Nove bergamaschi positivi alla variante inglese, due alla brasiliana: cambia il protocollo
Questi virus sono più contagiosi dell'originale e la dottoressa Antonioli di Ats Bergamo conferma: il Ministero ha reso più severe le norme di tracciamento e di isolamento per evitare focolai
Dopo la notizia di un primo caso di variante inglese individuato in una scuola superiore di Bergamo, senza che il ragazzo fosse stato in Regno Unito o avesse avuto contatti con persone di rientro da Oltremanica, la conferma arriva da un'intervista rilasciata a L'Eco di Bergamo dalla dottoressa Lucia Antonioli, direttore del Dipartimento di Igiene e Prevenzione sanitaria di Ats Bergamo: sono nove i casi bergamaschi positivi alla variante inglese individuati, di cui quattro che non hanno avuto contatti col Regno Unito.
I positivi stanno bene
Questo significa che, com'era prevedibile, questa variante del virus ha iniziato a circolare anche nella nostra provincia in maniera più insistente, diventando probabilmente "autoctona", ovvero sviluppandosi anche in persone che non hanno avuto contatti con il Paese in cui è stata per la prima volta individuata.
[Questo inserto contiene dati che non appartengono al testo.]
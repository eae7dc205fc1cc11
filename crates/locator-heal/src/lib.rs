//! Locator resolution & self-heal
//!
//! This crate implements the tiered element resolution engine:
//! - learned-memory lookup (cheapest, most trusted)
//! - declared candidates in caller priority order
//! - optional LLM suggestion (pluggable oracle)
//! - similarity heuristic over a DOM snapshot, with confidence scoring
//!
//! Every successful resolution below the memory tier is written back to
//! the memory store, so the next resolution for the same key starts at
//! the top of the chain.

pub mod builder;
pub mod errors;
pub mod resolver;
pub mod scorer;
pub mod types;

pub use builder::*;
pub use errors::*;
pub use resolver::*;
pub use scorer::*;
pub use types::*;
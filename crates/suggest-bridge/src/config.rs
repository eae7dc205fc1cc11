//! Suggestion provider settings
//!
//! All limits are truncation/cost controls, not semantic parameters.
//! Environment variable names follow the OpenAI-client convention so an
//! existing key/model setup works unchanged.

use std::env;

use serde::{Deserialize, Serialize};

pub const DEFAULT_MODEL: &str = "gpt-4.1-mini";
pub const DEFAULT_ENDPOINT: &str = "https://api.openai.com/v1/chat/completions";
pub const DEFAULT_MAX_CANDIDATES: usize = 25;
pub const DEFAULT_MAX_OUTPUT_TOKENS: u32 = 400;
pub const DEFAULT_DOM_EXCERPT_CHARS: usize = 20_000;

pub const ENV_API_KEY: &str = "OPENAI_API_KEY";
pub const ENV_BASE_URL: &str = "OPENAI_BASE_URL";
pub const ENV_MODEL: &str = "OPENAI_MODEL";
pub const ENV_MAX_CANDIDATES: &str = "OPENAI_MAX_CANDIDATES";
pub const ENV_MAX_OUTPUT_TOKENS: &str = "OPENAI_MAX_OUTPUT_TOKENS";
pub const ENV_DOM_EXCERPT_CHARS: &str = "OPENAI_DOM_SNAPSHOT_CHARS";

/// Suggestion provider configuration
#[derive(Clone, Debug, Serialize, Deserialize)]
pub struct SuggestionConfig {
    pub model: String,
    pub endpoint: String,
    #[serde(skip_serializing)]
    pub api_key: Option<String>,

    /// Max scanned candidates forwarded to the provider
    pub max_candidates: usize,

    /// Output budget requested from the model
    pub max_output_tokens: u32,

    /// Char cap on the raw-DOM excerpt included in the prompt
    pub dom_excerpt_chars: usize,
}

impl Default for SuggestionConfig {
    fn default() -> Self {
        Self {
            model: DEFAULT_MODEL.to_string(),
            endpoint: DEFAULT_ENDPOINT.to_string(),
            api_key: None,
            max_candidates: DEFAULT_MAX_CANDIDATES,
            max_output_tokens: DEFAULT_MAX_OUTPUT_TOKENS,
            dom_excerpt_chars: DEFAULT_DOM_EXCERPT_CHARS,
        }
    }
}

impl SuggestionConfig {
    /// Build a configuration from environment overrides on top of defaults
    pub fn from_env() -> Self {
        let defaults = Self::default();
        Self {
            model: env::var(ENV_MODEL).unwrap_or(defaults.model),
            endpoint: env::var(ENV_BASE_URL)
                .map(|base| endpoint_from_base(&base))
                .unwrap_or(defaults.endpoint),
            api_key: env::var(ENV_API_KEY).ok().filter(|k| !k.trim().is_empty()),
            max_candidates: parse_env(ENV_MAX_CANDIDATES, defaults.max_candidates),
            max_output_tokens: parse_env(ENV_MAX_OUTPUT_TOKENS, defaults.max_output_tokens),
            dom_excerpt_chars: parse_env(ENV_DOM_EXCERPT_CHARS, defaults.dom_excerpt_chars),
        }
    }

    pub fn with_api_key(mut self, api_key: impl Into<String>) -> Self {
        self.api_key = Some(api_key.into());
        self
    }

    pub fn with_model(mut self, model: impl Into<String>) -> Self {
        self.model = model.into();
        self
    }
}

/// Join a base URL with the chat-completions path, tolerating a
/// trailing slash on the base
pub(crate) fn endpoint_from_base(base: &str) -> String {
    format!("{}/chat/completions", base.trim_end_matches('/'))
}

fn parse_env<T: std::str::FromStr>(name: &str, default: T) -> T {
    env::var(name)
        .ok()
        .and_then(|v| v.trim().parse().ok())
        .unwrap_or(default)
}
//! Login page: logical elements, declared locators, demo fixture
//!
//! The declared lists intentionally describe an older build of the page
//! than [`drifted_login_page`] renders, so the demo exercises the whole
//! fallback chain: the username field still resolves from its declared
//! list, the password field needs its second candidate, and the login
//! button has drifted past every declared locator and must be healed.

use driver_adapter::{FixtureDriver, FixtureElement};
use healbrowser_core_types::{Locator, LogicalKey, TargetDescription};

pub fn login_button_key() -> LogicalKey {
    LogicalKey::scoped("login-page", "login-button")
}

pub fn username_key() -> LogicalKey {
    LogicalKey::scoped("login-page", "username-field")
}

pub fn password_key() -> LogicalKey {
    LogicalKey::scoped("login-page", "password-field")
}

/// Declared candidates for the login button, most to least specific
pub fn login_button_candidates() -> Vec<Locator> {
    vec![
        Locator::xpath("//button[@id='Entrar']"),
        Locator::xpath("//button[contains(@class,'Entrar')]"),
        Locator::data_testid("entrar-submit"),
    ]
}

pub fn login_button_target() -> TargetDescription {
    TargetDescription::new().with_text("Entrar").with_tag("button")
}

pub fn username_candidates() -> Vec<Locator> {
    vec![
        Locator::css("input[name='username']"),
        Locator::aria_label("Phone number, username, or email"),
    ]
}

pub fn username_target() -> TargetDescription {
    TargetDescription::new()
        .with_tag("input")
        .with_aria_label("Phone number, username, or email")
}

pub fn password_candidates() -> Vec<Locator> {
    vec![
        Locator::css("input[name='password']"),
        Locator::css("input[type='password']"),
    ]
}

pub fn password_target() -> TargetDescription {
    TargetDescription::new().with_tag("input").with_aria_label("Password")
}

/// The demo page, one release after the declared locators were written:
/// the login button lost its id and classes and is only recognizable by
/// its visible text.
pub fn drifted_login_page() -> FixtureDriver {
    FixtureDriver::new(vec![
        FixtureElement::new("input")
            .with_attr("name", "username")
            .with_aria_label("Phone number, username, or email"),
        FixtureElement::new("input")
            .with_attr("type", "password")
            .with_aria_label("Password"),
        FixtureElement::new("button")
            .with_text("Entrar")
            .with_class("primary-action"),
        FixtureElement::new("a").with_text("Forgot password?"),
    ])
}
La notizia positiva, però, è che nessuno dei positivi è grave: sono tutti o asintomatici o con pochi sintomi.
Due positivi alla variante brasiliana
Che questo accadesse, purtroppo, era prevedibile: la variante inglese, infatti, preoccupa maggiormente per la sua forte contagiosità (al momento non ci sono conferme del fatto che sia anche più pericolosa o mortale). Proprio come un'altra variante del Covid, quella brasiliana. La dottoressa Antonioli ha svelato che anche di questa sono stati individuati i primi due casi nella nostra provincia: si tratta di due persone rientrate dal Sudamerica prima che il 16 gennaio venissero chiusi i voli. Nessun caso invece, per ora, di variante sudafricana. Di positivo c'è che nessuno dei contatti avute da queste persone negli ultimi giorno è risultato ugualmente positivo.
Tracciamento e isolamento più stringenti
La situazione è ovviamente da monitorare. Come conferma la dottoressa Antonioli, sono proprio le varianti del virus a preoccupare maggiormente in questa fase, tant'è che il Ministero ha rinforzato il protocollo: il tracciamento non si deve più limitare ai contatti avuti nelle 48 ore precedenti all'insorgenza dei sintomi o all'individuazione della positività, bensì a quelli dei 14 giorni (come accadeva durante la prima ondata), con un evidente sforzo maggiore per il personale di Ats. Cambia anche la modalità di controllo del positivo: solo in seguito a un tampone negativo dopo 14 giorni, e non più dieci, dalla positività il soggetto può finire l'isolamento.